Hadoop is an open source framework for storing and processing Big Data on large clusters of commodity hardware for massive data storage and faster processing. This would seem to make it a natural hub for all of an enterprise’s data. In this scenario, Hadoop could serve every group within the enterprise in one big, seamless architecture. This would sweep away all the familiar problems of data silos, including out-of-sync duplicate instances and security inconsistencies across an organization’s critical data.
However, that’s not the way most real-world Hadoop implementations are structured. By its very nature, Big Data serves a wide audience and supports a broad range of different use cases. This is in contrast to traditional data warehousing systems and data marts, which are typically designed for more specific business purposes. Hadoop initiatives usually begin in small isolated groups – rather than a centralized initiative. This often results in a proliferation of Hadoop clusters, with each team managing their own environment.
From an IT perspective, this can lead to a number of challenges including infrastructure sprawl, lack of governance, lack of standardization, and significant maintenance challenges. And almost every group (or “tenant”) wants to keep at least some of the applications, data, and computing resources separate from the other groups or departments within their organization. To provide this separation and isolation, most organizations are likely to adopt one or the following approaches:
· Islands of Hadoop, managed independently
· Islands of Hadoop, centrally managed
· Multiple Hadoop tenants on shared infrastructure, centrally managed
Managing Islands of Hadoop
As noted above, many organizations have islands of Hadoop clusters which may be managed independently. Each Hadoop cluster is on a separate physical server, typically with direct attached storage, so each cluster stores its own data and is managed individually. This approach prevents different groups from sharing data sets across clusters, and it’s difficult for IT to gain any operational efficiencies or benefits from standardization. However, this model does provide certainty about the location of data as well as physical isolation. This is very important for some types of data—especially financial information or other highly sensitive data—that may be subject to government regulations or compliance policies that aim to protect security and privacy.

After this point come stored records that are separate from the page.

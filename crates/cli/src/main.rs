// Folio Pulse CLI
//
// Design Decision: Use clap derive for ergonomic argument parsing.
// Design Decision: Support text/json/yaml output formats for scripting.
// Design Decision: Commands only render state owned by folio-pulse-core.

mod commands;
mod output;

use std::path::PathBuf;

use anyhow::{Context, Result};
use clap::{Parser, Subcommand};
use folio_pulse::{PulseConfig, DEFAULT_PAGE_SIZE};
use tracing_subscriber::layer::SubscriberExt;
use tracing_subscriber::util::SubscriberInitExt;

#[derive(Parser)]
#[command(name = "folio-pulse")]
#[command(about = "Folio Pulse - Live activity, service health and dashboard metrics")]
#[command(version)]
pub struct Cli {
    /// API base URL (overrides the config file)
    #[arg(long, env = "PULSE_API_URL")]
    pub api_url: Option<String>,

    /// YAML configuration file (services, endpoints, noise types)
    #[arg(long, short, env = "PULSE_CONFIG")]
    pub config: Option<PathBuf>,

    /// Output format
    #[arg(long, short, default_value = "text", value_parser = ["text", "json", "yaml"])]
    pub output: String,

    /// Suppress non-essential output
    #[arg(long, short)]
    pub quiet: bool,

    #[command(subcommand)]
    pub command: Commands,
}

#[derive(Subcommand)]
pub enum Commands {
    /// Check service health
    Health {
        /// Check only this service ID
        #[arg(long, short)]
        service: Option<String>,
    },

    /// Show one page of the activity log
    Activity {
        /// Page number (1-indexed)
        #[arg(long, default_value = "1")]
        page: u32,

        /// Rows per page
        #[arg(long, default_value_t = DEFAULT_PAGE_SIZE)]
        limit: u32,

        /// Server-side type filter (e.g. BLOG_CREATED)
        #[arg(long = "type")]
        event_type: Option<String>,

        /// Search within the fetched page
        #[arg(long)]
        search: Option<String>,
    },

    /// Follow the live activity feed (Ctrl-C to stop)
    Watch {
        /// Stop after this many seconds
        #[arg(long)]
        duration: Option<u64>,
    },

    /// Refresh dashboard metrics and print them as they resolve
    Dashboard {
        /// Max wait time in seconds
        #[arg(long, default_value = "15")]
        wait: u64,
    },
}

#[tokio::main]
async fn main() -> Result<()> {
    let _ = dotenvy::dotenv();

    let cli = Cli::parse();
    let default_filter = if cli.quiet {
        "folio_pulse=warn"
    } else {
        "folio_pulse=info"
    };
    tracing_subscriber::registry()
        .with(
            tracing_subscriber::EnvFilter::try_from_default_env()
                .unwrap_or_else(|_| default_filter.into()),
        )
        .with(tracing_subscriber::fmt::layer().with_writer(std::io::stderr))
        .init();

    let config = load_config(&cli)?;
    let output_format = output::OutputFormat::from_str(&cli.output);

    match cli.command {
        Commands::Health { service } => {
            commands::health::run(&config, output_format, cli.quiet, service).await
        }
        Commands::Activity {
            page,
            limit,
            event_type,
            search,
        } => {
            commands::activity::run(
                &config,
                output_format,
                cli.quiet,
                commands::activity::ActivityArgs {
                    page,
                    limit,
                    event_type,
                    search,
                },
            )
            .await
        }
        Commands::Watch { duration } => {
            commands::watch::run(&config, output_format, cli.quiet, duration).await
        }
        Commands::Dashboard { wait } => {
            commands::dashboard::run(&config, output_format, cli.quiet, wait).await
        }
    }
}

fn load_config(cli: &Cli) -> Result<PulseConfig> {
    let config = match &cli.config {
        Some(path) => PulseConfig::load(path)
            .with_context(|| format!("failed to load config from {}", path.display()))?,
        None => PulseConfig::from_env(),
    };
    let config = match &cli.api_url {
        Some(url) => config.with_api_url(url.as_str()),
        None => config,
    };
    config.validate()?;
    Ok(config)
}
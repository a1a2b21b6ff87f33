// Activity event types
//
// One recorded system event as delivered by the backend. The category tag is
// open-ended: unknown tags are kept verbatim in `ActivityType::Other` so new
// backend event kinds never break decoding or rendering.

use std::fmt;

use chrono::{DateTime, Utc};
use serde::{Deserialize, Serialize};

/// Opaque event identifier, stable across re-fetches
#[derive(Debug, Clone, PartialEq, Eq, Hash, PartialOrd, Ord, Serialize, Deserialize)]
#[serde(transparent)]
pub struct EventId(String);

impl EventId {
    pub fn new(id: impl Into<String>) -> Self {
        Self(id.into())
    }

    pub fn as_str(&self) -> &str {
        &self.0
    }
}

impl fmt::Display for EventId {
    fn fmt(&self, f: &mut fmt::Formatter<'_>) -> fmt::Result {
        f.write_str(&self.0)
    }
}

impl From<&str> for EventId {
    fn from(s: &str) -> Self {
        Self(s.to_string())
    }
}

impl From<String> for EventId {
    fn from(s: String) -> Self {
        Self(s)
    }
}

/// Event category tag
///
/// Serialized as the backend's SCREAMING_SNAKE_CASE string. Tags this client
/// does not know about decode to `Other` and serialize back unchanged.
#[derive(Debug, Clone, PartialEq, Eq, Hash, Serialize, Deserialize)]
#[serde(from = "String", into = "String")]
pub enum ActivityType {
    ProjectCreated,
    ProjectUpdated,
    ProjectDeleted,
    BlogCreated,
    BlogUpdated,
    BlogDeleted,
    MessageReceived,
    MessageDeleted,
    Login,
    Logout,
    NewVisitor,
    UserRegistered,
    RoleUpdated,
    /// Background list synchronisation, hidden from the dashboard by default
    ListFetched,
    Other(String),
}

/// Display bucket an event type falls into
#[derive(Debug, Clone, Copy, PartialEq, Eq, Hash, Serialize, Deserialize)]
#[serde(rename_all = "snake_case")]
pub enum ActivityCategory {
    Content,
    Communication,
    Auth,
    Traffic,
    Admin,
    System,
    Unknown,
}

impl ActivityType {
    /// Wire tag for this type
    pub fn as_str(&self) -> &str {
        match self {
            ActivityType::ProjectCreated => "PROJECT_CREATED",
            ActivityType::ProjectUpdated => "PROJECT_UPDATED",
            ActivityType::ProjectDeleted => "PROJECT_DELETED",
            ActivityType::BlogCreated => "BLOG_CREATED",
            ActivityType::BlogUpdated => "BLOG_UPDATED",
            ActivityType::BlogDeleted => "BLOG_DELETED",
            ActivityType::MessageReceived => "MESSAGE_RECEIVED",
            ActivityType::MessageDeleted => "MESSAGE_DELETED",
            ActivityType::Login => "LOGIN",
            ActivityType::Logout => "LOGOUT",
            ActivityType::NewVisitor => "NEW_VISITOR",
            ActivityType::UserRegistered => "USER_REGISTERED",
            ActivityType::RoleUpdated => "ROLE_UPDATED",
            ActivityType::ListFetched => "LIST_FETCHED",
            ActivityType::Other(tag) => tag,
        }
    }

    pub fn category(&self) -> ActivityCategory {
        match self {
            ActivityType::ProjectCreated
            | ActivityType::ProjectUpdated
            | ActivityType::ProjectDeleted
            | ActivityType::BlogCreated
            | ActivityType::BlogUpdated
            | ActivityType::BlogDeleted => ActivityCategory::Content,
            ActivityType::MessageReceived | ActivityType::MessageDeleted => {
                ActivityCategory::Communication
            }
            ActivityType::Login | ActivityType::Logout => ActivityCategory::Auth,
            ActivityType::NewVisitor => ActivityCategory::Traffic,
            ActivityType::UserRegistered | ActivityType::RoleUpdated => ActivityCategory::Admin,
            ActivityType::ListFetched => ActivityCategory::System,
            ActivityType::Other(_) => ActivityCategory::Unknown,
        }
    }

    /// Human-readable label ("PROJECT_CREATED" -> "Project Created")
    pub fn label(&self) -> String {
        self.as_str()
            .split('_')
            .filter(|word| !word.is_empty())
            .map(|word| {
                let lower = word.to_lowercase();
                let mut chars = lower.chars();
                match chars.next() {
                    Some(first) => first.to_uppercase().chain(chars).collect(),
                    None => String::new(),
                }
            })
            .collect::<Vec<_>>()
            .join(" ")
    }

    pub fn is_known(&self) -> bool {
        !matches!(self, ActivityType::Other(_))
    }
}

impl From<String> for ActivityType {
    fn from(tag: String) -> Self {
        match tag.as_str() {
            "PROJECT_CREATED" => ActivityType::ProjectCreated,
            "PROJECT_UPDATED" => ActivityType::ProjectUpdated,
            "PROJECT_DELETED" => ActivityType::ProjectDeleted,
            "BLOG_CREATED" => ActivityType::BlogCreated,
            "BLOG_UPDATED" => ActivityType::BlogUpdated,
            "BLOG_DELETED" => ActivityType::BlogDeleted,
            "MESSAGE_RECEIVED" => ActivityType::MessageReceived,
            "MESSAGE_DELETED" => ActivityType::MessageDeleted,
            "LOGIN" => ActivityType::Login,
            "LOGOUT" => ActivityType::Logout,
            "NEW_VISITOR" => ActivityType::NewVisitor,
            "USER_REGISTERED" => ActivityType::UserRegistered,
            "ROLE_UPDATED" => ActivityType::RoleUpdated,
            "LIST_FETCHED" => ActivityType::ListFetched,
            _ => ActivityType::Other(tag),
        }
    }
}

impl From<&str> for ActivityType {
    fn from(tag: &str) -> Self {
        ActivityType::from(tag.to_string())
    }
}

impl From<ActivityType> for String {
    fn from(t: ActivityType) -> Self {
        match t {
            ActivityType::Other(tag) => tag,
            known => known.as_str().to_string(),
        }
    }
}

impl fmt::Display for ActivityType {
    fn fmt(&self, f: &mut fmt::Formatter<'_>) -> fmt::Result {
        f.write_str(self.as_str())
    }
}

/// Outcome recorded with an event
#[derive(Debug, Clone, Copy, PartialEq, Eq, Hash, Serialize, Deserialize)]
#[serde(rename_all = "lowercase")]
pub enum ActivityStatus {
    Success,
    Error,
    Pending,
    Completed,
    #[serde(other)]
    Unknown,
}

/// One recorded system event
#[derive(Debug, Clone, PartialEq, Serialize, Deserialize)]
#[serde(rename_all = "camelCase")]
pub struct ActivityEvent {
    pub id: EventId,
    #[serde(rename = "type")]
    pub event_type: ActivityType,
    #[serde(default)]
    pub action: String,
    pub timestamp: DateTime<Utc>,
    #[serde(default, skip_serializing_if = "Option::is_none")]
    pub status: Option<ActivityStatus>,
    #[serde(default, skip_serializing_if = "Option::is_none")]
    pub user_id: Option<String>,
    #[serde(default, skip_serializing_if = "Option::is_none")]
    pub entity_id: Option<String>,
    #[serde(default, skip_serializing_if = "Option::is_none")]
    pub metadata: Option<serde_json::Value>,
}

impl ActivityEvent {
    /// Create an event with the required fields; optional fields start empty
    pub fn new(
        id: impl Into<EventId>,
        event_type: impl Into<ActivityType>,
        action: impl Into<String>,
        timestamp: DateTime<Utc>,
    ) -> Self {
        Self {
            id: id.into(),
            event_type: event_type.into(),
            action: action.into(),
            timestamp,
            status: None,
            user_id: None,
            entity_id: None,
            metadata: None,
        }
    }

    pub fn with_status(mut self, status: ActivityStatus) -> Self {
        self.status = Some(status);
        self
    }

    pub fn with_user(mut self, user_id: impl Into<String>) -> Self {
        self.user_id = Some(user_id.into());
        self
    }

    pub fn with_entity(mut self, entity_id: impl Into<String>) -> Self {
        self.entity_id = Some(entity_id.into());
        self
    }

    pub fn with_metadata(mut self, metadata: serde_json::Value) -> Self {
        self.metadata = Some(metadata);
        self
    }

    /// Case-insensitive match used by the client-side search box.
    /// `needle` must already be lowercased.
    pub(crate) fn matches_search(&self, needle: &str) -> bool {
        let fields = [
            Some(self.action.as_str()),
            Some(self.event_type.as_str()),
            self.user_id.as_deref(),
            self.entity_id.as_deref(),
        ];
        fields
            .into_iter()
            .flatten()
            .any(|field| field.to_lowercase().contains(needle))
    }
}

/// Render a timestamp relative to `now` ("just now", "5m ago", "3h ago", "2d ago")
///
/// Timestamps in the future (clock skew between backend and client) render as
/// "just now". Anything older than 30 days falls back to the calendar date.
pub fn relative_time(timestamp: DateTime<Utc>, now: DateTime<Utc>) -> String {
    let elapsed = now.signed_duration_since(timestamp);
    let secs = elapsed.num_seconds();

    if secs < 60 {
        return "just now".to_string();
    }
    let minutes = elapsed.num_minutes();
    if minutes < 60 {
        return format!("{}m ago", minutes);
    }
    let hours = elapsed.num_hours();
    if hours < 24 {
        return format!("{}h ago", hours);
    }
    let days = elapsed.num_days();
    if days <= 30 {
        return format!("{}d ago", days);
    }
    timestamp.format("%Y-%m-%d").to_string()
}
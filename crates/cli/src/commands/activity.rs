// Activity command - one page of the historical log

use std::sync::Arc;

use crate::output::{print_table_header, print_table_row, OutputFormat};
use anyhow::Result;
use chrono::Utc;
use folio_pulse::{
    relative_time, ActivityLogQuery, ActivityType, ApiClient, PulseConfig, QueryParams,
};

pub struct ActivityArgs {
    pub page: u32,
    pub limit: u32,
    pub event_type: Option<String>,
    pub search: Option<String>,
}

pub async fn run(
    config: &PulseConfig,
    output: OutputFormat,
    quiet: bool,
    args: ActivityArgs,
) -> Result<()> {
    let api = Arc::new(ApiClient::from_config(config));
    let mut query = ActivityLogQuery::new(api);

    query
        .query(QueryParams {
            page: args.page,
            page_size: args.limit,
            type_filter: args.event_type.map(ActivityType::from),
        })
        .await?;
    if let Some(term) = &args.search {
        query.set_search_term(term.as_str());
    }

    let rows = query.visible_items();

    if !output.is_text() {
        output.print_value(&rows)?;
        return Ok(());
    }

    if rows.is_empty() {
        match &args.search {
            Some(term) if !query.is_empty() => {
                println!("No activity on this page matches '{}'", term)
            }
            _ => println!("No activity found"),
        }
        return Ok(());
    }

    let now = Utc::now();
    print_table_header(&[("WHEN", 12), ("TYPE", 20), ("ACTION", 40), ("USER", 16)]);
    for event in &rows {
        let when = relative_time(event.timestamp, now);
        let label = event.event_type.label();
        print_table_row(&[
            (&when, 12),
            (&label, 20),
            (&event.action, 40),
            (event.user_id.as_deref().unwrap_or("-"), 16),
        ]);
    }

    if !quiet {
        println!();
        println!("Page {} of {}", query.page(), query.total_pages());
    }

    Ok(())
}
#[cfg(test)]
mod tests {
    use super::*;
    use crate::memory::{ProbeOutcome, ScriptedProbe};
    use std::time::Duration;

    fn services() -> Vec<ServiceDescriptor> {
        vec![
            ServiceDescriptor::new("main", "Main", "http://main/health", "api"),
            ServiceDescriptor::new("ml", "ML", "http://ml/health", "render"),
            ServiceDescriptor::new("portfolio", "Portfolio", "http://portfolio/health", "web"),
        ]
    }

    #[tokio::test(start_paused = true)]
    async fn test_check_all_with_timeout() {
        let probe = ScriptedProbe::new()
            .respond("http://main/health", Duration::from_millis(20), ProbeOutcome::Up)
            .respond("http://ml/health", Duration::from_secs(30), ProbeOutcome::Up)
            .respond("http://portfolio/health", Duration::from_millis(5), ProbeOutcome::Up);
        let pool = HealthProbePool::new(services(), Arc::new(probe), ProbeConfig::default());

        let results = pool.check_all().await;

        let alive: Vec<_> = results
            .iter()
            .map(|(s, st)| (s.id.as_str(), st.alive))
            .collect();
        assert_eq!(
            alive,
            vec![
                ("main", Some(true)),
                ("ml", Some(false)),
                ("portfolio", Some(true))
            ]
        );

        let lines = pool.log().render();
        assert_eq!(
            lines,
            vec![
                "Main: Healthy".to_string(),
                "ML: timed out after 5000ms".to_string(),
                "Portfolio: Healthy".to_string(),
            ]
        );
        assert!(!pool.is_checking());
        assert_eq!(
            pool.summary(),
            HealthSummary {
                alive: 2,
                down: 1,
                unknown: 0
            }
        );
    }

    #[tokio::test(start_paused = true)]
    async fn test_sequential_mode_keeps_order() {
        let probe = ScriptedProbe::new()
            .respond("http://main/health", Duration::from_millis(50), ProbeOutcome::Up)
            .respond("http://ml/health", Duration::from_millis(1), ProbeOutcome::status(503))
            .respond("http://portfolio/health", Duration::from_millis(1), ProbeOutcome::Up);
        let pool = HealthProbePool::new(
            services(),
            Arc::new(probe),
            ProbeConfig::default().sequential(),
        );

        pool.check_all().await;

        let lines = pool.log().render();
        assert_eq!(lines[0], "Main: Healthy");
        assert!(lines[1].starts_with("ML: API error (503)"));
        assert_eq!(lines[2], "Portfolio: Healthy");
    }

    #[tokio::test]
    async fn test_never_checked_status() {
        let pool = HealthProbePool::new(
            services(),
            Arc::new(ScriptedProbe::new()),
            ProbeConfig::default(),
        );

        let status = pool.status("ml").unwrap();
        assert_eq!(status.alive, None);
        assert!(!status.checking);
        assert_eq!(pool.summary().unknown, 3);
    }

    #[tokio::test]
    async fn test_unknown_service_is_ignored() {
        let pool = HealthProbePool::new(
            services(),
            Arc::new(ScriptedProbe::new()),
            ProbeConfig::default(),
        );

        assert!(pool.check_one("nope").await.is_none());
        assert!(pool.log().is_empty());
    }

    #[tokio::test(start_paused = true)]
    async fn test_checking_flag_during_probe() {
        let probe = ScriptedProbe::new().respond(
            "http://main/health",
            Duration::from_millis(100),
            ProbeOutcome::Up,
        );
        let pool = Arc::new(HealthProbePool::new(
            services(),
            Arc::new(probe),
            ProbeConfig::default(),
        ));

        let task = tokio::spawn({
            let pool = Arc::clone(&pool);
            async move { pool.check_one("main").await }
        });
        tokio::time::sleep(Duration::from_millis(10)).await;
        assert!(pool.status("main").unwrap().checking);
        assert!(!pool.status("ml").unwrap().checking);

        let status = task.await.unwrap().unwrap();
        assert!(!status.checking);
        assert_eq!(status.alive, Some(true));
        assert_eq!(pool.log().render(), vec!["Main: Healthy".to_string()]);
    }

    #[tokio::test(start_paused = true)]
    async fn test_cancelled_check_one_clears_checking() {
        let probe = ScriptedProbe::new().respond(
            "http://main/health",
            Duration::from_millis(100),
            ProbeOutcome::Up,
        );
        let pool = HealthProbePool::new(services(), Arc::new(probe), ProbeConfig::default());

        let cancelled =
            tokio::time::timeout(Duration::from_millis(10), pool.check_one("main")).await;
        assert!(cancelled.is_err());

        let status = pool.status("main").unwrap();
        assert!(!status.checking);
        assert_eq!(status.alive, None);
        assert!(!pool.is_checking());
        assert!(pool.log().is_empty());
    }

    #[tokio::test(start_paused = true)]
    async fn test_cancelled_check_all_clears_checking() {
        let probe = ScriptedProbe::new().default_delay(Duration::from_millis(100));
        let pool = HealthProbePool::new(services(), Arc::new(probe), ProbeConfig::default());

        let cancelled = tokio::time::timeout(Duration::from_millis(10), pool.check_all()).await;
        assert!(cancelled.is_err());
        assert!(!pool.is_checking());
    }

    #[tokio::test]
    async fn test_check_all_runs_on_spawned_task() {
        let pool = Arc::new(HealthProbePool::new(
            services(),
            Arc::new(ScriptedProbe::new()),
            ProbeConfig::default(),
        ));

        let results = tokio::spawn({
            let pool = Arc::clone(&pool);
            async move { pool.check_all().await }
        })
        .await
        .unwrap();

        assert_eq!(results.len(), 3);
        assert_eq!(pool.summary().alive, 3);
    }

    #[tokio::test(start_paused = true)]
    async fn test_overlapping_probes_last_completion_wins() {
        // First probe is slow and fails, second is fast and succeeds
        let probe = ScriptedProbe::new()
            .respond(
                "http://main/health",
                Duration::from_millis(1000),
                ProbeOutcome::status(500),
            )
            .respond("http://main/health", Duration::from_millis(10), ProbeOutcome::Up);
        let pool = Arc::new(HealthProbePool::new(
            services(),
            Arc::new(probe),
            ProbeConfig::default(),
        ));

        let slow = tokio::spawn({
            let pool = Arc::clone(&pool);
            async move { pool.check_one("main").await }
        });
        tokio::time::sleep(Duration::from_millis(1)).await;
        let fast = tokio::spawn({
            let pool = Arc::clone(&pool);
            async move { pool.check_one("main").await }
        });

        let fast_status = fast.await.unwrap().unwrap();
        assert_eq!(fast_status.alive, Some(true));
        // Slow probe still in flight
        assert!(fast_status.checking);

        slow.await.unwrap();
        let status = pool.status("main").unwrap();
        assert_eq!(status.alive, Some(false));
        assert!(!status.checking);
        assert_eq!(pool.log().len(), 2);
    }

    #[tokio::test(start_paused = true)]
    async fn test_overlapping_check_all_calls() {
        let probe = ScriptedProbe::new().default_delay(Duration::from_millis(100));
        let pool = HealthProbePool::new(services(), Arc::new(probe), ProbeConfig::default());

        let (a, b) = tokio::join!(pool.check_all(), pool.check_all());

        assert_eq!(a.len(), 3);
        assert_eq!(b.len(), 3);
        assert_eq!(pool.log().len(), 6);
        assert!(pool
            .statuses()
            .iter()
            .all(|(_, st)| st.alive == Some(true) && !st.checking));
    }

    #[test]
    fn test_diagnostic_log_clear() {
        let log = DiagnosticLog::new();
        log.append(DiagnosticEntry {
            service_id: "main".to_string(),
            service_name: "Main".to_string(),
            healthy: true,
            message: "Healthy".to_string(),
            at: Utc::now(),
        });
        assert_eq!(log.len(), 1);
        log.clear();
        assert!(log.is_empty());
    }
}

Another approach adopted by some organizations is to have islands of Hadoop clusters that are managed centrally. A centralized IT team may provide some policy controls and governance; they may also be able to achieve some operational and cost saving benefits through standardization. In many cases, they may use a management console to monitor and manage multiple Hadoop clusters. This approach does minimize some of the challenges and inefficiencies of managing each cluster independently. However, as in the other “islands of Hadoop clusters” scenario, the users don’t benefit from sharing data sets across multiple environments.
In both of these scenarios, the process for getting access to a new Hadoop cluster is often time-consuming. To paraphrase an IT executive at one Fortune 500 enterprise: “It’s like trying to use a restroom at a gas station, where you have to wait for the current occupant to finish and then get the key.” Each new Hadoop cluster is carefully planned for a specific set of workloads and requires provisioning of the physical server, storage, and other infrastructure components. Users need to clearly justify their use case and provide details about their application needs. There is typically an IT gatekeeper to gather this input, determine the system requirements, coordinate the deployment of the various components, and help onboard users to the new system when it’s available. Given the diverse demands and use cases associated with Big Data, the end-to-end process can take several days – if not weeks or even months.
Centrally Managed, Shared Infrastructure
Of the three different options cited above, the “shared infrastructure” approach has the greatest potential benefits – in terms of efficiency, cost savings, and governance. There is a compelling argument for deploying multiple Hadoop tenants on centrally managed, shared infrastructure. The potential benefits of multi-tenancy are that it can consolidate and simplify management for greater efficiency, enabling the sharing of resources for cost savings as well as the sharing of data – to eliminate the hassles and security risks of having to duplicate and store the same data for different user groups.
However, the traditional Hadoop reference architecture for multi-tenancy also raises significant potential concerns. The Hadoop community has offered a multi-tenant reference architecture for a single physical cluster based on recent open source projects. Organizations may create shared Hadoop clusters for specific use cases, for specific applications, or for specific lines of business. They may also set up a shared cluster strictly for development and testing purposes; or dedicate a cluster to a specific version or distribution of Hadoop. But this approach is technically complex and not for the faint of heart.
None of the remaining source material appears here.